3. Previsione e valutazione della struttura secondaria del recettore

  1. Rileva la correzione e l'accuratezza dei modelli di omologia come descritto di seguito.
    1. Crea il grafico di Ramachandran per i modelli scFv e EGFR scaricando lo strumento di visualizzazione da https://discover.3ds.com/discovery-studio-visualizer-download.
    2. Aprire il file, quindi fare clic con il pulsante destro del mouse e selezionare la sequenza di visualizzazione (Figura 4 supplementare). Copiare la sequenza e incollarla nel database pittorico delle strutture 3D (pdbsum) www.ebi.ac.uk/thornton-srv/databases/pdbsum/.
    3. Seleziona Cerca per sequenza, incolla la copia della sequenza, quindi inviala. Create il grafico come mostrato nella Figura 1B, D.

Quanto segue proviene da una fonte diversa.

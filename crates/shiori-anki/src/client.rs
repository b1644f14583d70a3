use std::collections::HashMap;
use std::sync::Mutex;

use anyhow::{Context, Result};
use serde::{Deserialize, Serialize};
use serde_json::json;

/// Deck new notes land in before being moved to their book deck
pub const STAGING_DECK: &str = "Default";

pub struct AnkiConnectClient {
    base_url: String,
    client: reqwest::Client,
    field_names: Mutex<HashMap<String, Vec<String>>>,
}

impl AnkiConnectClient {
    pub fn new(base_url: String) -> Self {
        Self {
            base_url,
            client: reqwest::Client::new(),
            field_names: Mutex::new(HashMap::new()),
        }
    }

    pub fn base_url(&self) -> &str {
        &self.base_url
    }

    /// Check if AnkiConnect is available
    pub async fn check_connection(&self) -> Result<u32> {
        let response: AnkiResponse<u32> = self.invoke("version", json!({})).await?;
        response.into_result()
    }

    /// Get list of model (note type) names
    pub async fn model_names(&self) -> Result<Vec<String>> {
        let response: AnkiResponse<Vec<String>> = self.invoke("modelNames", json!({})).await?;
        response.into_result()
    }

    /// Field names of a model, `None` if the model does not exist
    pub async fn field_names(&self, model: &str) -> Result<Option<Vec<String>>> {
        if let Some(names) = self.cached_field_names(model) {
            return Ok(Some(names));
        }

        if !self.model_names().await?.iter().any(|name| name == model) {
            return Ok(None);
        }

        let response: AnkiResponse<Vec<String>> = self
            .invoke("modelFieldNames", json!({ "modelName": model }))
            .await?;
        let names = response.into_result()?;

        if let Ok(mut cache) = self.field_names.lock() {
            cache.insert(model.to_string(), names.clone());
        }
        Ok(Some(names))
    }

    /// Add a note; `values` are positional, one per model field
    pub async fn add_note(&self, model: &str, values: &[String], tags: &[String]) -> Result<u64> {
        let names = self
            .field_names(model)
            .await?
            .with_context(|| format!("Note type {model:?} does not exist"))?;

        let params = add_note_params(model, &names, values, tags);
        let response: AnkiResponse<u64> = self.invoke("addNote", params).await?;
        response
            .into_result()
            .with_context(|| format!("Failed to add note to {model:?}"))
    }

    /// Card ids generated for a note
    pub async fn find_cards(&self, note_id: u64) -> Result<Vec<u64>> {
        let response: AnkiResponse<Vec<u64>> = self
            .invoke("findCards", json!({ "query": format!("nid:{note_id}") }))
            .await?;
        response.into_result()
    }

    /// Move cards into a deck; AnkiConnect creates it when missing
    pub async fn change_deck(&self, cards: &[u64], deck: &str) -> Result<()> {
        let response: AnkiResponse<serde_json::Value> = self
            .invoke("changeDeck", json!({ "cards": cards, "deck": deck }))
            .await?;
        response
            .into_unit()
            .with_context(|| format!("Failed to move cards to {deck:?}"))
    }

    fn cached_field_names(&self, model: &str) -> Option<Vec<String>> {
        self.field_names.lock().ok()?.get(model).cloned()
    }

    /// Invoke an AnkiConnect API action
    async fn invoke<T>(&self, action: &str, params: serde_json::Value) -> Result<AnkiResponse<T>>
    where
        T: for<'de> Deserialize<'de>,
    {
        let request = AnkiRequest {
            action: action.to_string(),
            version: 6,
            params,
        };

        tracing::trace!("AnkiConnect {}", action);
        let response = self
            .client
            .post(&self.base_url)
            .json(&request)
            .send()
            .await
            .with_context(|| format!("Failed to send {action} request to AnkiConnect"))?;

        response
            .json::<AnkiResponse<T>>()
            .await
            .with_context(|| format!("Failed to parse AnkiConnect {action} response"))
    }
}

fn add_note_params(
    model: &str,
    names: &[String],
    values: &[String],
    tags: &[String],
) -> serde_json::Value {
    let fields: serde_json::Map<String, serde_json::Value> = names
        .iter()
        .zip(values)
        .map(|(name, value)| (name.clone(), json!(value)))
        .collect();

    json!({
        "note": {
            "deckName": STAGING_DECK,
            "modelName": model,
            "fields": fields,
            "tags": tags,
            "options": { "allowDuplicate": true }
        }
    })
}

#[derive(Serialize)]
struct AnkiRequest {
    action: String,
    version: u32,
    params: serde_json::Value,
}

#[derive(Deserialize)]
struct AnkiResponse<T> {
    result: Option<T>,
    error: Option<String>,
}

impl<T> AnkiResponse<T> {
    fn into_result(self) -> Result<T> {
        if let Some(error) = self.error {
            anyhow::bail!("AnkiConnect error: {}", error);
        }

        self.result.context("AnkiConnect returned null result")
    }

    /// For actions whose success result is `null`
    fn into_unit(self) -> Result<()> {
        match self.error {
            Some(error) => anyhow::bail!("AnkiConnect error: {}", error),
            None => Ok(()),
        }
    }
}
use crate::error::Result;
use crate::types::{LookupEvent, Watermark};

/// Read side of the e-reader's lookup history
pub trait LookupSource {
    /// Lookups with `timestamp > cutoff_ms`, newest first
    fn lookups_after(&self, cutoff_ms: i64) -> Result<Vec<LookupEvent>>;
}

/// Persisted boundary of already-imported clippings
pub trait WatermarkStore {
    fn load(&self) -> Result<Option<Watermark>>;

    fn store(&mut self, watermark: Watermark) -> Result<()>;
}
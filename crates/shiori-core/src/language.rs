/// Rule-based conversion of an inflected form to candidate dictionary forms
pub trait Deconjugator: Send + Sync {
    /// Candidates in rule order, most specific rules first
    fn deconjugate(&self, word: &str) -> Vec<DeconjugationResult>;
}

/// Morphological analyzer used as the last resort of word normalization
pub trait Tokenizer: Send + Sync {
    /// Segment text into morphemes
    fn tokenize(&self, text: &str) -> Result<Vec<Morpheme>, TokenizeError>;
}

#[derive(Debug, Clone, PartialEq, Eq)]
pub struct Morpheme {
    pub surface: String,
    /// Dictionary form reported by the analyzer, if any
    pub base_form: Option<String>,
}

impl Morpheme {
    pub fn new(surface: impl Into<String>, base_form: Option<String>) -> Self {
        Self {
            surface: surface.into(),
            base_form,
        }
    }

    pub fn dictionary_form(&self) -> &str {
        self.base_form.as_deref().unwrap_or(&self.surface)
    }
}

/// Display form of a segmentation: base forms joined by a space
pub fn render_segmentation(morphemes: &[Morpheme]) -> String {
    morphemes
        .iter()
        .map(Morpheme::dictionary_form)
        .filter(|form| !form.is_empty())
        .collect::<Vec<_>>()
        .join(" ")
}

#[derive(Debug, Clone)]
pub struct DeconjugationResult {
    pub base_form: String,
    pub conjugation_type: String,
    pub confidence: f32,
}

#[derive(Debug, thiserror::Error)]
pub enum TokenizeError {
    #[error("failed to start analyzer {command:?}: {source}")]
    Spawn {
        command: String,
        #[source]
        source: std::io::Error,
    },

    #[error("analyzer {command:?} exited with {status}: {stderr}")]
    Failed {
        command: String,
        status: String,
        stderr: String,
    },

    #[error("analyzer output is not valid UTF-8")]
    InvalidOutput,
}
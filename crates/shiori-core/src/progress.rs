/// Receiver of per-clipping progress updates
pub trait ProgressSink {
    /// `count` increases by one with every call
    fn update(&mut self, label: &str, count: usize);

    fn finish(&mut self);
}

/// Drops every signal (diagnostic runs)
pub struct NullProgress;

impl ProgressSink for NullProgress {
    fn update(&mut self, _label: &str, _count: usize) {}

    fn finish(&mut self) {}
}

/// Numbers updates and sends `finish` exactly once, also on early return
pub struct ProgressGuard<'a> {
    sink: &'a mut dyn ProgressSink,
    count: usize,
}

impl<'a> ProgressGuard<'a> {
    pub fn new(sink: &'a mut dyn ProgressSink) -> Self {
        Self { sink, count: 0 }
    }

    pub fn tick(&mut self, label: &str) {
        self.count += 1;
        self.sink.update(label, self.count);
    }

    pub fn count(&self) -> usize {
        self.count
    }
}

impl Drop for ProgressGuard<'_> {
    fn drop(&mut self) {
        self.sink.finish();
    }
}

#[cfg(test)]
mod tests {
    use super::*;

    #[derive(Default)]
    struct Recorder {
        updates: Vec<(String, usize)>,
        finished: usize,
    }

    impl ProgressSink for Recorder {
        fn update(&mut self, label: &str, count: usize) {
            self.updates.push((label.to_string(), count));
        }

        fn finish(&mut self) {
            self.finished += 1;
        }
    }

    #[test]
    fn counts_monotonically_and_finishes_once() {
        let mut recorder = Recorder::default();
        {
            let mut guard = ProgressGuard::new(&mut recorder);
            guard.tick("a");
            guard.tick("b");
            assert_eq!(guard.count(), 2);
        }

        assert_eq!(
            recorder.updates,
            vec![("a".to_string(), 1), ("b".to_string(), 2)]
        );
        assert_eq!(recorder.finished, 1);
    }

    #[test]
    fn finishes_on_early_return() {
        fn fails(sink: &mut dyn ProgressSink) -> Result<(), ()> {
            let mut guard = ProgressGuard::new(sink);
            guard.tick("only");
            Err(())
        }

        let mut recorder = Recorder::default();
        assert!(fails(&mut recorder).is_err());
        assert_eq!(recorder.finished, 1);
    }
}
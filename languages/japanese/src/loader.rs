use std::fs;
use std::io::ErrorKind;
use std::path::Path;

use shiori_core::dictionary::{Lexicon, LoadError};

use crate::dictionary::KnownWords;

pub struct KnownWordsLoader;

impl KnownWordsLoader {
    /// Load known words from a file: `.json` as jmdict-simplified, anything else as a word list
    pub fn load_from_file(path: &Path) -> Result<KnownWords, LoadError> {
        tracing::info!("Loading known words from file: {}", path.display());

        let text = fs::read_to_string(path).map_err(|source| match source.kind() {
            ErrorKind::NotFound => LoadError::FileNotFound(path.to_path_buf()),
            _ => LoadError::IoError {
                path: path.to_path_buf(),
                source,
            },
        })?;

        let is_json = path
            .extension()
            .and_then(|e| e.to_str())
            .is_some_and(|e| e.eq_ignore_ascii_case("json"));

        let words = if is_json {
            KnownWords::from_jmdict_json(path, &text)?
        } else {
            KnownWords::from_word_list(&text)
        };

        tracing::info!("Loaded {} known words from {}", words.len(), path.display());
        Ok(words)
    }

    /// Union of every configured file; any failure aborts the load
    pub fn load_paths(paths: &[String]) -> Result<KnownWords, LoadError> {
        let mut words = KnownWords::new();
        for path in paths {
            words = words.merge(Self::load_from_file(Path::new(path))?);
        }

        if paths.is_empty() {
            tracing::warn!("No known-word files configured; words are kept as cleaned");
        }
        Ok(words)
    }
}
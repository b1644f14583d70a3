use shiori_core::language::{DeconjugationResult, Deconjugator};

/// i-column → u-column endings of godan verbs (書き → 書く)
const GODAN_I_TO_U: [(&str, &str); 9] = [
    ("い", "う"),
    ("き", "く"),
    ("ぎ", "ぐ"),
    ("し", "す"),
    ("ち", "つ"),
    ("に", "ぬ"),
    ("び", "ぶ"),
    ("み", "む"),
    ("り", "る"),
];

/// a-column → u-column endings of godan verbs (書か → 書く)
const GODAN_A_TO_U: [(&str, &str); 9] = [
    ("わ", "う"),
    ("か", "く"),
    ("が", "ぐ"),
    ("さ", "す"),
    ("た", "つ"),
    ("な", "ぬ"),
    ("ば", "ぶ"),
    ("ま", "む"),
    ("ら", "る"),
];

/// e-column → u-column endings of godan potential verbs (書け → 書く)
const GODAN_E_TO_U: [(&str, &str); 9] = [
    ("え", "う"),
    ("け", "く"),
    ("げ", "ぐ"),
    ("せ", "す"),
    ("て", "つ"),
    ("ね", "ぬ"),
    ("べ", "ぶ"),
    ("め", "む"),
    ("れ", "る"),
];

/// o-column → u-column endings of godan volitional forms (書こう → 書く)
const GODAN_O_TO_U: [(&str, &str); 9] = [
    ("お", "う"),
    ("こ", "く"),
    ("ご", "ぐ"),
    ("そ", "す"),
    ("と", "つ"),
    ("の", "ぬ"),
    ("ぼ", "ぶ"),
    ("も", "む"),
    ("ろ", "る"),
];

/// Suffix-rewrite rules for common verb and adjective inflections.
///
/// Candidates are returned in rule order; callers keep the first one that is
/// a known word.
pub struct JapaneseDeconjugator;

impl Default for JapaneseDeconjugator {
    fn default() -> Self {
        Self::new()
    }
}

impl JapaneseDeconjugator {
    pub fn new() -> Self {
        Self
    }

    /// Deconjugate a word to its possible base forms
    pub fn deconjugate(&self, word: &str) -> Vec<DeconjugationResult> {
        let mut results = Vec::new();

        // Try て-form deconjugation
        results.extend(self.deconjugate_te_form(word));

        // Try た-form deconjugation
        results.extend(self.deconjugate_ta_form(word));

        // Try ます-form deconjugation
        results.extend(self.deconjugate_masu_form(word));

        // Try ている-form deconjugation
        results.extend(self.deconjugate_teiru_form(word));

        // Try negative forms
        results.extend(self.deconjugate_negative(word));

        // Try たい-forms
        results.extend(self.deconjugate_desire(word));

        // Try potential and passive forms
        results.extend(self.deconjugate_potential(word));

        // Try volitional forms
        results.extend(self.deconjugate_volitional(word));

        // Try i-adjective conjugations
        results.extend(self.deconjugate_i_adjective(word));

        results
    }

    fn push(results: &mut Vec<DeconjugationResult>, base: String, kind: &str, confidence: f32) {
        if base.is_empty() || results.iter().any(|r| r.base_form == base) {
            return;
        }
        results.push(DeconjugationResult {
            base_form: base,
            conjugation_type: kind.to_string(),
            confidence,
        });
    }

    /// Deconjugate て/で-form verbs
    fn deconjugate_te_form(&self, word: &str) -> Vec<DeconjugationResult> {
        let mut results = Vec::new();

        // Irregular: して → する, 来て → 来る
        if word == "して" {
            Self::push(&mut results, "する".to_string(), "irregular verb する, te-form", 1.0);
        }
        if word == "来て" || word == "きて" {
            Self::push(&mut results, "来る".to_string(), "irregular verb 来る, te-form", 1.0);
        }
        // 勉強して → 勉強する
        if let Some(noun) = word.strip_suffix("して").filter(|n| !n.is_empty()) {
            Self::push(&mut results, format!("{noun}する"), "suru verb, te-form", 0.6);
        }

        if let Some(stem) = word.strip_suffix("て") {
            // 待って → 待つ/買う/取る
            if let Some(base) = stem.strip_suffix("っ") {
                for ending in ["う", "つ", "る"] {
                    Self::push(&mut results, format!("{base}{ending}"), "godan verb, te-form", 0.6);
                }
            }
            // 書いて → 書く
            if let Some(base) = stem.strip_suffix("い") {
                Self::push(&mut results, format!("{base}く"), "godan verb, te-form", 0.7);
            }
            // 話して → 話す
            if let Some(base) = stem.strip_suffix("し") {
                Self::push(&mut results, format!("{base}す"), "godan verb, te-form", 0.7);
            }
            // 行って → 行く
            if stem == "行っ" || stem == "いっ" {
                Self::push(&mut results, format!("{}く", &stem[..stem.len() - "っ".len()]), "godan verb 行く, te-form", 0.8);
            }

            // Ichidan verbs (食べて → 食べる)
            Self::push(&mut results, format!("{stem}る"), "ichidan verb, te-form", 0.8);
        }

        if let Some(stem) = word.strip_suffix("で") {
            // 読んで → 読む/遊ぶ/死ぬ
            if let Some(base) = stem.strip_suffix("ん") {
                for ending in ["む", "ぶ", "ぬ"] {
                    Self::push(&mut results, format!("{base}{ending}"), "godan verb, te-form", 0.6);
                }
            }
            // 泳いで → 泳ぐ
            if let Some(base) = stem.strip_suffix("い") {
                Self::push(&mut results, format!("{base}ぐ"), "godan verb, te-form", 0.7);
            }
        }

        results
    }

    /// Deconjugate た-form verbs
    fn deconjugate_ta_form(&self, word: &str) -> Vec<DeconjugationResult> {
        // Same stems as the て-form
        if let Some(stem) = word.strip_suffix("た") {
            return self.relabel(self.deconjugate_te_form(&format!("{stem}て")), "past");
        }
        if let Some(stem) = word.strip_suffix("だ") {
            return self.relabel(self.deconjugate_te_form(&format!("{stem}で")), "past");
        }
        Vec::new()
    }

    /// Deconjugate ます-form verbs
    fn deconjugate_masu_form(&self, word: &str) -> Vec<DeconjugationResult> {
        let mut results = Vec::new();

        let Some(stem) = ["ませんでした", "ましょう", "ました", "ません", "ます"]
            .into_iter()
            .find_map(|suffix| word.strip_suffix(suffix))
        else {
            return results;
        };

        // します → する, 来ます → 来る
        if stem == "し" {
            Self::push(&mut results, "する".to_string(), "irregular verb する, masu-form", 0.8);
        }
        if stem == "来" || stem == "き" {
            Self::push(&mut results, "来る".to_string(), "irregular verb 来る, masu-form", 0.8);
        }

        // Ichidan verbs (食べます → 食べる)
        Self::push(&mut results, format!("{stem}る"), "ichidan verb, masu-form", 0.8);

        // Godan verbs - restore u-column (書きます → 書く)
        for (i_sound, u_sound) in GODAN_I_TO_U {
            if let Some(base) = stem.strip_suffix(i_sound) {
                Self::push(&mut results, format!("{base}{u_sound}"), "godan verb, masu-form", 0.8);
            }
        }

        results
    }

    /// Deconjugate ている/ていた-form verbs, including the contracted てる
    fn deconjugate_teiru_form(&self, word: &str) -> Vec<DeconjugationResult> {
        for (suffix, te) in [
            ("ている", "て"),
            ("ていた", "て"),
            ("てる", "て"),
            ("てた", "て"),
            ("でいる", "で"),
            ("でいた", "で"),
            ("でる", "で"),
            ("でた", "で"),
        ] {
            if let Some(stem) = word.strip_suffix(suffix) {
                return self.relabel(self.deconjugate_te_form(&format!("{stem}{te}")), "continuous");
            }
        }
        Vec::new()
    }

    /// Deconjugate negative forms
    fn deconjugate_negative(&self, word: &str) -> Vec<DeconjugationResult> {
        let mut results = Vec::new();

        // ない-form (書かない → 書く)
        let Some(stem) = word
            .strip_suffix("なかった")
            .or_else(|| word.strip_suffix("ない"))
        else {
            return results;
        };

        // しない → する, 来ない → 来る
        if stem == "し" {
            Self::push(&mut results, "する".to_string(), "irregular verb する, negative", 0.8);
        }
        if stem == "来" || stem == "こ" {
            Self::push(&mut results, "来る".to_string(), "irregular verb 来る, negative", 0.8);
        }

        // Godan verbs - a-column to u-column
        for (a_sound, u_sound) in GODAN_A_TO_U {
            if let Some(base) = stem.strip_suffix(a_sound) {
                Self::push(&mut results, format!("{base}{u_sound}"), "godan verb, negative", 0.8);
            }
        }

        // Ichidan verbs (食べない → 食べる)
        Self::push(&mut results, format!("{stem}る"), "ichidan verb, negative", 0.8);

        results
    }

    /// Deconjugate たい/たかった (desire) forms
    fn deconjugate_desire(&self, word: &str) -> Vec<DeconjugationResult> {
        let mut results = Vec::new();

        let Some(stem) = ["たくない", "たかった", "たい"]
            .into_iter()
            .find_map(|suffix| word.strip_suffix(suffix))
        else {
            return results;
        };

        Self::push(&mut results, format!("{stem}る"), "ichidan verb, desire", 0.7);
        for (i_sound, u_sound) in GODAN_I_TO_U {
            if let Some(base) = stem.strip_suffix(i_sound) {
                Self::push(&mut results, format!("{base}{u_sound}"), "godan verb, desire", 0.7);
            }
        }

        results
    }

    /// Deconjugate potential and passive forms
    fn deconjugate_potential(&self, word: &str) -> Vec<DeconjugationResult> {
        let mut results = Vec::new();

        // 食べられる → 食べる
        if let Some(stem) = word.strip_suffix("られる") {
            Self::push(&mut results, format!("{stem}る"), "ichidan verb, potential/passive", 0.7);
        }
        // 書かれる → 書く
        if let Some(stem) = word.strip_suffix("れる") {
            for (a_sound, u_sound) in GODAN_A_TO_U {
                if let Some(base) = stem.strip_suffix(a_sound) {
                    Self::push(&mut results, format!("{base}{u_sound}"), "godan verb, passive", 0.6);
                }
            }
        }
        // 書ける → 書く
        if let Some(stem) = word.strip_suffix("る") {
            for (e_sound, u_sound) in GODAN_E_TO_U {
                if let Some(base) = stem.strip_suffix(e_sound) {
                    Self::push(&mut results, format!("{base}{u_sound}"), "godan verb, potential", 0.5);
                }
            }
        }

        results
    }

    /// Deconjugate volitional forms
    fn deconjugate_volitional(&self, word: &str) -> Vec<DeconjugationResult> {
        let mut results = Vec::new();

        // 食べよう → 食べる
        if let Some(stem) = word.strip_suffix("よう") {
            Self::push(&mut results, format!("{stem}る"), "ichidan verb, volitional", 0.7);
        }
        // 書こう → 書く
        if let Some(stem) = word.strip_suffix("う") {
            for (o_sound, u_sound) in GODAN_O_TO_U {
                if let Some(base) = stem.strip_suffix(o_sound) {
                    Self::push(&mut results, format!("{base}{u_sound}"), "godan verb, volitional", 0.6);
                }
            }
        }

        results
    }

    /// Deconjugate i-adjective forms
    fn deconjugate_i_adjective(&self, word: &str) -> Vec<DeconjugationResult> {
        let mut results = Vec::new();

        for (suffix, kind) in [
            ("くなかった", "i-adjective, past negative"),
            ("くない", "i-adjective, negative"),
            ("かった", "i-adjective, past"),
            ("くて", "i-adjective, te-form"),
            ("ければ", "i-adjective, conditional"),
            ("く", "i-adjective, adverbial"),
            ("さ", "i-adjective, nominal"),
        ] {
            if let Some(stem) = word.strip_suffix(suffix) {
                Self::push(&mut results, format!("{stem}い"), kind, 0.8);
            }
        }

        results
    }

    fn relabel(&self, results: Vec<DeconjugationResult>, label: &str) -> Vec<DeconjugationResult> {
        results
            .into_iter()
            .map(|mut r| {
                r.conjugation_type = format!("{}, {}", r.conjugation_type, label);
                r
            })
            .collect()
    }
}

impl Deconjugator for JapaneseDeconjugator {
    fn deconjugate(&self, word: &str) -> Vec<DeconjugationResult> {
        JapaneseDeconjugator::deconjugate(self, word)
    }
}

#[cfg(test)]
mod tests {
    use super::*;

    fn bases(word: &str) -> Vec<String> {
        JapaneseDeconjugator::new()
            .deconjugate(word)
            .into_iter()
            .map(|r| r.base_form)
            .collect()
    }

    fn yields(word: &str, base: &str) -> bool {
        bases(word).iter().any(|b| b == base)
    }

    #[test]
    fn ichidan_past_rewrites_keta_to_keru() {
        assert!(yields("ばけた", "ばける"));
        assert!(yields("借りた", "借りる"));
        assert!(yields("食べて", "食べる"));
    }

    #[test]
    fn godan_te_and_ta_forms() {
        assert!(yields("書いて", "書く"));
        assert!(yields("書いた", "書く"));
        assert!(yields("待った", "待つ"));
        assert!(yields("話した", "話す"));
        assert!(yields("読んで", "読む"));
        assert!(yields("遊んだ", "遊ぶ"));
        assert!(yields("泳いだ", "泳ぐ"));
        assert!(yields("行った", "行く"));
    }

    #[test]
    fn polite_negative_and_continuous_forms() {
        assert!(yields("書きます", "書く"));
        assert!(yields("食べませんでした", "食べる"));
        assert!(yields("書かない", "書く"));
        assert!(yields("書かなかった", "書く"));
        assert!(yields("読んでいる", "読む"));
        assert!(yields("食べてた", "食べる"));
    }

    #[test]
    fn irregular_verbs() {
        assert!(yields("した", "する"));
        assert!(yields("しない", "する"));
        assert!(yields("来ます", "来る"));
        assert!(yields("勉強して", "勉強する"));
    }

    #[test]
    fn adjectives_potential_and_volitional() {
        assert!(yields("高かった", "高い"));
        assert!(yields("高くない", "高い"));
        assert!(yields("高くて", "高い"));
        assert!(yields("食べられる", "食べる"));
        assert!(yields("書ける", "書く"));
        assert!(yields("書こう", "書く"));
        assert!(yields("食べたい", "食べる"));
    }

    #[test]
    fn candidates_are_unique_and_dictionary_words_yield_little() {
        let candidates = bases("待って");
        let mut deduped = candidates.clone();
        deduped.dedup();
        assert_eq!(candidates.len(), deduped.len());

        assert!(bases("本").is_empty());
    }
}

4. Docking proteina-proteina

  1. Scarica il software dello strumento di screening virtuale.
  2. Vai su File> Leggi molecole > carica 1ivo.pdb. Fare clic con il pulsante destro del mouse sulla proteina nel pannello autodock per creare una macromolecola. Fare nuovamente clic con il pulsante destro del mouse per creare un ligando (Figura supplementare 5).
  3. Fare clic nel pannello autodock per selezionare la proteina , quindi selezionare il ligando.
  4. Apri l'elenco delle proteine. Quindi, dall'elenco, selezionare scFv Protein.
  5. Vai su Attiva/disattiva selezione sfere. Regolare la scatola della griglia al centro del recettore. Fare clic su Avanti quando viene visualizzato il pulsante rosa rotondo.
  6. Per preparare i file pdbqt sia per le strutture degli anticorpi scFv che per quelle dell'EGFR (1ivo), attenersi alla seguente procedura.
    1. Vai su C Drive > Programmi (86) > Utenti, quindi scegli il file pyrx che contiene le macromolecole e i file di output delle proteine che sono stati salvati come file pdbqt.
    2. Quindi, salvare il file dell'anticorpo pdbqt scFv (single-chain fragment variable).
  7. Scarica il software PyMOL su PyMOL | pymol.org. Utilizzare il software PyMOL per mostrare le configurazioni dell'EGFR dell'anticorpo-recettore scFv.
    1. Vai al file e apri C:\Users\ilham\.mgltools\PyRx\Macromolecules\protein. Preparare le configurazioni di docking del anticorpo scFvvinteragendo con il recettore nella Figura 2A come descritto di seguito.
      1. Utilizzare l'opzione di visualizzazione per mostrare il file del recettore (1ivo) come residui di sequenza con uno sfondo bianco mostrato nella Figura 6 supplementare.
      2. Visualizza il file di configurazione dell'aggancio con una risoluzione più alta per vedere il colore del ligando nei colori dei residui verdi e rossi. Visualizza la superficie rigida del recettore (1ivo) in giallo.
  8. Preparare le configurazioni di docking dell'anticorpo scFvantibodyche interagisce con il recettore nella Figura 2B, come descritto di seguito.
    1. Scaricare il software di aggancio dall'area di selezione della finestra. Utilizzare Autodock per mostrare le configurazioni e le conformazioni dell'EGFR del recettore anticorpo scFv.
      1. In Autodock, scegli l'opzione Analizza, quindi apri il risultato Autodock Vina. Vai su File e apri C:\Users\ilham\.mgltools\PyRx\Macromolecules\protein.
      2. Selezionare il file pdb del recettore proteico, quindi selezionare l'area della configurazione del ligando (struttura dell'anticorpo scFv). Collegare la superficie rigida del recettore con la configurazione della struttura agganciata e nascondere il resto del recettore. Nascondere i residui lontani del recettore dai residui collegati al ligando, come mostrato nella Figura 2B.
    2. Il complesso proteina-proteina è stato quindi considerato pronto per eseguire la simulazione MD.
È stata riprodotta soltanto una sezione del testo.